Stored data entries
####

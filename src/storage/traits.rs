use std::time::Duration;

use async_trait::async_trait;
use thiserror::Error;

#[derive(Error, Debug)]
pub enum StorageError {
    #[error("Storage backend error: {0}")]
    Backend(String),
    #[error("Storage operation timed out: {0}")]
    Timeout(String),
}

/// Shared key-value store holding queues, locks, known hashes and tombstones.
///
/// Semantics follow Redis: string values with optional expiry, an atomic
/// claim-if-absent, and lists used as FIFO queues (push left, pop right).
#[async_trait]
pub trait KeyValueStore: Send + Sync {
    async fn ping(&self) -> Result<(), StorageError>;

    async fn get(&self, key: &str) -> Result<Option<String>, StorageError>;

    /// Set a value; `None` means no expiry.
    async fn set(&self, key: &str, value: &str, ttl: Option<Duration>) -> Result<(), StorageError>;

    /// Atomically set `key` only if it is absent. Returns whether it was claimed.
    ///
    /// `value` should be unique to the claim: a retried claim that finds its
    /// own value already stored counts as claimed.
    async fn set_nx(&self, key: &str, value: &str, ttl: Duration) -> Result<bool, StorageError>;

    /// Delete keys, returning how many existed.
    async fn delete(&self, keys: &[String]) -> Result<u64, StorageError>;

    async fn exists(&self, key: &str) -> Result<bool, StorageError>;

    async fn lpush(&self, key: &str, value: &str) -> Result<(), StorageError>;

    async fn rpop(&self, key: &str) -> Result<Option<String>, StorageError>;

    async fn llen(&self, key: &str) -> Result<u64, StorageError>;
}
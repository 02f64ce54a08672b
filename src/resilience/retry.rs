// Copyright (c) 2025-2026 Adrian Robinson. Licensed under the AGPL-3.0.
// See LICENSE file in the project root for full license text.

//! Retry and backoff policies.
//!
//! Two layers use this module:
//! - store commands wrap themselves in [`retry`] with a short preset so a
//!   connection blip is absorbed locally;
//! - the worker loop asks a [`BackoffPolicy`] how long to sleep before a
//!   failed job is requeued. The policy is pluggable: exponential via
//!   [`RetryConfig`] or constant via [`FixedBackoff`].
//!
//! # Example
//!
//! ```
//! use dataset_sync::resilience::retry::{BackoffPolicy, FixedBackoff, RetryConfig};
//! use std::time::Duration;
//!
//! // Worker: 1s, 2s, 4s, ... capped at a minute
//! let worker = RetryConfig::worker();
//! assert_eq!(worker.delay(1), Duration::from_secs(1));
//! assert_eq!(worker.delay(3), Duration::from_secs(4));
//! assert_eq!(worker.delay(50), Duration::from_secs(60));
//!
//! let fixed = FixedBackoff(Duration::from_millis(500));
//! assert_eq!(fixed.delay(9), Duration::from_millis(500));
//! ```

use std::future::Future;
use std::time::Duration;

use tokio::time::sleep;
use tracing::{debug, warn};

/// Delay before requeueing a job that has failed `failures` times (1-based).
pub trait BackoffPolicy: Send + Sync {
    fn delay(&self, failures: u32) -> Duration;
}

/// Same delay after every failure.
#[derive(Debug, Clone, Copy)]
pub struct FixedBackoff(pub Duration);

impl BackoffPolicy for FixedBackoff {
    fn delay(&self, _failures: u32) -> Duration {
        self.0
    }
}

/// Exponential backoff: `initial_delay * factor^(n-1)`, capped at `max_delay`.
///
/// `max_attempts` bounds [`retry`]; `None` retries until the operation
/// succeeds. As a [`BackoffPolicy`] the attempt bound is ignored because the
/// worker's error cap decides when a job stops.
#[derive(Debug, Clone)]
pub struct RetryConfig {
    pub initial_delay: Duration,
    pub max_delay: Duration,
    pub factor: f64,
    pub max_attempts: Option<usize>,
}

impl RetryConfig {
    /// Initial store connection: 5 attempts within a few seconds, so a bad
    /// URL surfaces at startup instead of hanging the worker.
    #[must_use]
    pub fn startup() -> Self {
        Self {
            max_attempts: Some(5),
            initial_delay: Duration::from_millis(200),
            max_delay: Duration::from_secs(2),
            factor: 2.0,
        }
    }

    /// One store command. Three quick attempts, then the error goes to the
    /// job, whose own retry takes over.
    #[must_use]
    pub fn query() -> Self {
        Self {
            max_attempts: Some(3),
            initial_delay: Duration::from_millis(100),
            max_delay: Duration::from_secs(2),
            factor: 2.0,
        }
    }

    /// Job-level backoff for the worker loop: 1s doubling up to 60s.
    #[must_use]
    pub fn worker() -> Self {
        Self {
            max_attempts: None,
            initial_delay: Duration::from_secs(1),
            max_delay: Duration::from_secs(60),
            factor: 2.0,
        }
    }
}

impl BackoffPolicy for RetryConfig {
    fn delay(&self, failures: u32) -> Duration {
        let exponent = failures.saturating_sub(1).min(i32::MAX as u32) as i32;
        let secs = self.initial_delay.as_secs_f64() * self.factor.powi(exponent);
        if !secs.is_finite() || secs >= self.max_delay.as_secs_f64() {
            self.max_delay
        } else {
            Duration::from_secs_f64(secs)
        }
    }
}

/// Run `operation` until it succeeds or `config.max_attempts` attempts fail.
///
/// The last error is returned unchanged.
pub async fn retry<F, Fut, T, E>(name: &str, config: &RetryConfig, mut operation: F) -> Result<T, E>
where
    F: FnMut() -> Fut,
    Fut: Future<Output = Result<T, E>>,
    E: std::fmt::Display,
{
    let mut failures: u32 = 0;
    loop {
        let err = match operation().await {
            Ok(val) => {
                if failures > 0 {
                    debug!(operation = name, failures, "Operation recovered");
                }
                return Ok(val);
            }
            Err(err) => err,
        };
        failures += 1;
        if config.max_attempts.is_some_and(|max| failures as usize >= max) {
            return Err(err);
        }
        let delay = config.delay(failures);
        warn!(operation = name, attempt = failures, error = %err, ?delay, "Operation failed, retrying");
        sleep(delay).await;
    }
}

#[cfg(test)]
mod tests {
    use super::*;
    use crate::storage::StorageError;
    use std::sync::atomic::{AtomicUsize, Ordering};

    fn fast(max_attempts: usize) -> RetryConfig {
        RetryConfig {
            max_attempts: Some(max_attempts),
            initial_delay: Duration::from_millis(1),
            max_delay: Duration::from_millis(5),
            factor: 2.0,
        }
    }

    #[tokio::test]
    async fn test_connection_blip_is_absorbed() {
        let calls = AtomicUsize::new(0);
        let res: Result<&str, StorageError> = retry("redis_get", &fast(3), || async {
            if calls.fetch_add(1, Ordering::SeqCst) == 0 {
                Err(StorageError::Timeout("reset by peer".into()))
            } else {
                Ok("value")
            }
        })
        .await;

        assert_eq!(res.unwrap(), "value");
        assert_eq!(calls.load(Ordering::SeqCst), 2);
    }

    #[tokio::test]
    async fn test_gives_up_with_last_error() {
        let calls = AtomicUsize::new(0);
        let res: Result<(), StorageError> = retry("redis_set", &fast(3), || async {
            let n = calls.fetch_add(1, Ordering::SeqCst) + 1;
            Err(StorageError::Backend(format!("attempt {n}")))
        })
        .await;

        assert_eq!(calls.load(Ordering::SeqCst), 3);
        assert!(res.unwrap_err().to_string().contains("attempt 3"));
    }

    #[test]
    fn test_store_presets_are_bounded() {
        assert_eq!(RetryConfig::startup().max_attempts, Some(5));
        assert_eq!(RetryConfig::query().max_attempts, Some(3));
        assert!(RetryConfig::worker().max_attempts.is_none());
    }

    #[test]
    fn test_worker_backoff_sequence() {
        let worker = RetryConfig::worker();
        let delays: Vec<u64> = (1..=8).map(|n| worker.delay(n).as_secs()).collect();
        assert_eq!(delays, vec![1, 2, 4, 8, 16, 32, 60, 60]);
        // Far past the cap must not overflow
        assert_eq!(worker.delay(u32::MAX), Duration::from_secs(60));
    }

    #[test]
    fn test_aggressive_factor_still_capped() {
        let config = RetryConfig {
            initial_delay: Duration::from_secs(1),
            max_delay: Duration::from_secs(5),
            factor: 10.0,
            max_attempts: None,
        };
        assert_eq!(config.delay(1), Duration::from_secs(1));
        assert_eq!(config.delay(2), Duration::from_secs(5));
    }

    #[test]
    fn test_fixed_backoff() {
        let fixed = FixedBackoff(Duration::ZERO);
        assert_eq!(fixed.delay(1), Duration::ZERO);
        assert_eq!(fixed.delay(99), Duration::ZERO);
    }
}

####

* _Your goal_
Nothing but an exact copy of the lines from the start of the entries through the line containing "Option<Duration>) -> Result<(), StorageError>;" belongs in the response.

* _Answer for this exercise_
filename src/storage/traits.rs
use std::time::Duration;

use async_trait::async_trait;
use thiserror::Error;

#[derive(Error, Debug)]
pub enum StorageError {
    #[error("Storage backend error: {0}")]
    Backend(String),
    #[error("Storage operation timed out: {0}")]
    Timeout(String),
}

/// Shared key-value store holding queues, locks, known hashes and tombstones.
///
/// Semantics follow Redis: string values with optional expiry, an atomic
/// claim-if-absent, and lists used as FIFO queues (push left, pop right).
#[async_trait]
pub trait KeyValueStore: Send + Sync {
    async fn ping(&self) -> Result<(), StorageError>;

    async fn get(&self, key: &str) -> Result<Option<String>, StorageError>;

    /// Set a value; `None` means no expiry.
    async fn set(&self, key: &str, value: &str, ttl: Option<Duration>) -> Result<(), StorageError>;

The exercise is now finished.